- TASK DESCRIPTION
Nothing in the records may change. Output them all exactly.

- - -

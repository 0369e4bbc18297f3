//! The boundary between panics and explicit failures.
//!
//! [Outcome::from_operation] captures every unwinding panic raised by the
//! wrapped computation. [Outcome::from_raised] is the narrow form: it only
//! captures panics whose payload has the declared failure type, which is what
//! [Outcome::unwrap] raises, and lets every other panic keep unwinding.
//!
//! Neither can observe a panic if the crate is built with `panic = "abort"`.
//! Both run after the process-wide panic hook, so unless the caller replaced
//! it with [std::panic::set_hook] the default hook has already written its
//! `thread '..' panicked at` report to stderr by the time the panic is
//! captured.

use std::any::Any;
use std::error::Error;
use std::fmt;
use std::panic::{catch_unwind, resume_unwind};

use crate::callback::Operation;
use crate::outcome::Outcome;
use crate::trace::{debug_event, trace_event};

/// A panic caught at the boundary. The payload is stored exactly as it was
/// raised, so it can be downcast to its original type or re-raised unchanged.
pub struct Panic(Box<dyn Any + Send>);
impl Panic {
  /// Wrap a payload obtained from [std::panic::catch_unwind]
  pub fn new(payload: Box<dyn Any + Send>) -> Self { Self(payload) }

  /// The panic message, if the payload is one of the string types `panic!`
  /// produces
  pub fn message(&self) -> Option<&str> {
    self.0
      .downcast_ref::<&'static str>()
      .copied()
      .or_else(|| self.0.downcast_ref::<String>().map(String::as_str))
  }

  /// Check the type of the payload
  pub fn is<P: Any>(&self) -> bool { self.0.is::<P>() }

  /// Borrow the payload as its original type
  pub fn downcast_ref<P: Any>(&self) -> Option<&P> { self.0.downcast_ref() }

  /// Take the payload as its original type, or get the panic back if the
  /// type is wrong
  pub fn downcast<P: Any>(self) -> Result<P, Self> {
    self.0.downcast::<P>().map(|p| *p).map_err(Self)
  }

  /// Give up the type-erased payload
  pub fn into_payload(self) -> Box<dyn Any + Send> { self.0 }

  /// Continue unwinding with the original payload
  pub fn resume(self) -> ! { resume_unwind(self.0) }
}

impl fmt::Debug for Panic {
  fn fmt(&self, f: &mut fmt::Formatter<'_>) -> fmt::Result {
    match self.message() {
      Some(msg) => write!(f, "Panic({msg:?})"),
      None => write!(f, "Panic(..)"),
    }
  }
}

impl fmt::Display for Panic {
  fn fmt(&self, f: &mut fmt::Formatter<'_>) -> fmt::Result {
    match self.message() {
      Some(msg) => write!(f, "panicked: {msg}"),
      None => write!(f, "panicked with a non-string payload"),
    }
  }
}

impl Error for Panic {}

impl<T> Outcome<T, Panic> {
  /// Run a computation, capturing any panic it raises as a failure.
  ///
  /// ```
  /// use outcome::Outcome;
  ///
  /// assert_eq!(Outcome::from_operation(|| 1 + 1).value(), Some(2));
  /// ```
  pub fn from_operation(op: impl Operation<T>) -> Self {
    match catch_unwind(op) {
      Ok(t) => Self::Success(t),
      Err(payload) => {
        let panic = Panic(payload);
        debug_event!(panic_message = panic.message(), "operation panicked, captured as failure");
        Self::Failure(panic)
      },
    }
  }
}

impl<T, E: Any + Send> Outcome<T, E> {
  /// Run a computation, capturing panics whose payload is an `E` as a
  /// failure. Panics carrying anything else are not caught.
  pub fn from_raised(op: impl Operation<T>) -> Self {
    match catch_unwind(op) {
      Ok(t) => Self::Success(t),
      Err(payload) => match payload.downcast::<E>() {
        Ok(e) => {
          debug_event!(failure = std::any::type_name::<E>(), "operation raised a failure");
          Self::Failure(*e)
        },
        Err(other) => {
          trace_event!(expected = std::any::type_name::<E>(), "operation panicked with a foreign payload");
          resume_unwind(other)
        },
      },
    }
  }
}
#![warn(missing_docs)]
//! A two-variant result algebra. An [Outcome] holds either a computed value or
//! the failure that prevented computing it, and a fixed set of combinators
//! inspects, transforms and recovers from it without using panics for control
//! flow.
//!
//! Panics only enter the picture at two explicit boundaries:
//! [Outcome::from_operation] and [Outcome::from_raised] turn a panic into a
//! failure, and [Outcome::unwrap] turns a failure back into a panic. Everything
//! else is ordinary data flow.
//!
//! ```
//! use outcome::Outcome;
//!
//! let port: Outcome<u16, &str> = Outcome::success(8080);
//! let fallback = port.map(|p| p + 1).or_else(|| "no port configured");
//! assert_eq!(fallback.unwrap_or(80), 8081);
//! ```
pub mod callback;
pub mod classify;
pub mod fault;
pub mod infallible;
pub mod iter;
pub mod outcome;
pub mod panic;
mod trace;

pub use callback::{Operation, Supplier};
pub use classify::IntoOutcome;
pub use fault::Fault;
pub use infallible::{always, Always};
pub use iter::partition;
pub use outcome::Outcome;
pub use panic::Panic;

- - -

- RESPONSE FOR THIS EXERCISE
repository 0369e4bbc18297f3
//! The boundary between panics and explicit failures.
//!
//! [Outcome::from_operation] captures every unwinding panic raised by the
//! wrapped computation. [Outcome::from_raised] is the narrow form: it only
//! captures panics whose payload has the declared failure type, which is what
//! [Outcome::unwrap] raises, and lets every other panic keep unwinding.
//!
//! Neither can observe a panic if the crate is built with `panic = "abort"`.
//! Both run after the process-wide panic hook, so unless the caller replaced
//! it with [std::panic::set_hook] the default hook has already written its
//! `thread '..' panicked at` report to stderr by the time the panic is
//! captured.

use std::any::Any;
use std::error::Error;
use std::fmt;
use std::panic::{catch_unwind, resume_unwind};

use crate::callback::Operation;
use crate::outcome::Outcome;
use crate::trace::{debug_event, trace_event};

/// A panic caught at the boundary. The payload is stored exactly as it was
/// raised, so it can be downcast to its original type or re-raised unchanged.
pub struct Panic(Box<dyn Any + Send>);
impl Panic {
  /// Wrap a payload obtained from [std::panic::catch_unwind]
  pub fn new(payload: Box<dyn Any + Send>) -> Self { Self(payload) }

  /// The panic message, if the payload is one of the string types `panic!`
  /// produces
  pub fn message(&self) -> Option<&str> {
    self.0
      .downcast_ref::<&'static str>()
      .copied()
      .or_else(|| self.0.downcast_ref::<String>().map(String::as_str))
  }

  /// Check the type of the payload
  pub fn is<P: Any>(&self) -> bool { self.0.is::<P>() }

  /// Borrow the payload as its original type
  pub fn downcast_ref<P: Any>(&self) -> Option<&P> { self.0.downcast_ref() }

  /// Take the payload as its original type, or get the panic back if the
  /// type is wrong
  pub fn downcast<P: Any>(self) -> Result<P, Self> {
    self.0.downcast::<P>().map(|p| *p).map_err(Self)
  }

  /// Give up the type-erased payload
  pub fn into_payload(self) -> Box<dyn Any + Send> { self.0 }

  /// Continue unwinding with the original payload
  pub fn resume(self) -> ! { resume_unwind(self.0) }
}

impl fmt::Debug for Panic {
  fn fmt(&self, f: &mut fmt::Formatter<'_>) -> fmt::Result {
    match self.message() {
      Some(msg) => write!(f, "Panic({msg:?})"),
      None => write!(f, "Panic(..)"),
    }
  }
}

impl fmt::Display for Panic {
  fn fmt(&self, f: &mut fmt::Formatter<'_>) -> fmt::Result {
    match self.message() {
      Some(msg) => write!(f, "panicked: {msg}"),
      None => write!(f, "panicked with a non-string payload"),
    }
  }
}

impl Error for Panic {}

impl<T> Outcome<T, Panic> {
  /// Run a computation, capturing any panic it raises as a failure.
  ///
  /// ```
  /// use outcome::Outcome;
  ///
  /// assert_eq!(Outcome::from_operation(|| 1 + 1).value(), Some(2));
  /// ```
  pub fn from_operation(op: impl Operation<T>) -> Self {
    match catch_unwind(op) {
      Ok(t) => Self::Success(t),
      Err(payload) => {
        let panic = Panic(payload);
        debug_event!(panic_message = panic.message(), "operation panicked, captured as failure");
        Self::Failure(panic)
      },
    }
  }
}

impl<T, E: Any + Send> Outcome<T, E> {
  /// Run a computation, capturing panics whose payload is an `E` as a
  /// failure. Panics carrying anything else are not caught.
  pub fn from_raised(op: impl Operation<T>) -> Self {
    match catch_unwind(op) {
      Ok(t) => Self::Success(t),
      Err(payload) => match payload.downcast::<E>() {
        Ok(e) => {
          debug_event!(failure = std::any::type_name::<E>(), "operation raised a failure");
          Self::Failure(*e)
        },
        Err(other) => {
          trace_event!(expected = std::any::type_name::<E>(), "operation panicked with a foreign payload");
          resume_unwind(other)
        },
      },
    }
  }
}
#![warn(missing_docs)]
//! A two-variant result algebra. An [Outcome] holds either a computed value or
//! the failure that prevented computing it, and a fixed set of combinators
//! inspects, transforms and recovers from it without using panics for control
//! flow.
//!
//! Panics only enter the picture at two explicit boundaries:
//! [Outcome::from_operation] and [Outcome::from_raised] turn a panic into a
//! failure, and [Outcome::unwrap] turns a failure back into a panic. Everything
//! else is ordinary data flow.
//!
//! ```
//! use outcome::Outcome;
//!
//! let port: Outcome<u16, &str> = Outcome::success(8080);
//! let fallback = port.map(|p| p + 1).or_else(|| "no port configured");
//! assert_eq!(fallback.unwrap_or(80), 8081);
//! ```
pub mod callback;
pub mod classify;
pub mod fault;
pub mod infallible;
pub mod iter;
pub mod outcome;
pub mod panic;
mod trace;

pub use callback::{Operation, Supplier};
pub use classify::IntoOutcome;
pub use fault::Fault;
pub use infallible::{always, Always};
pub use iter::partition;
pub use outcome::Outcome;
pub use panic::Panic;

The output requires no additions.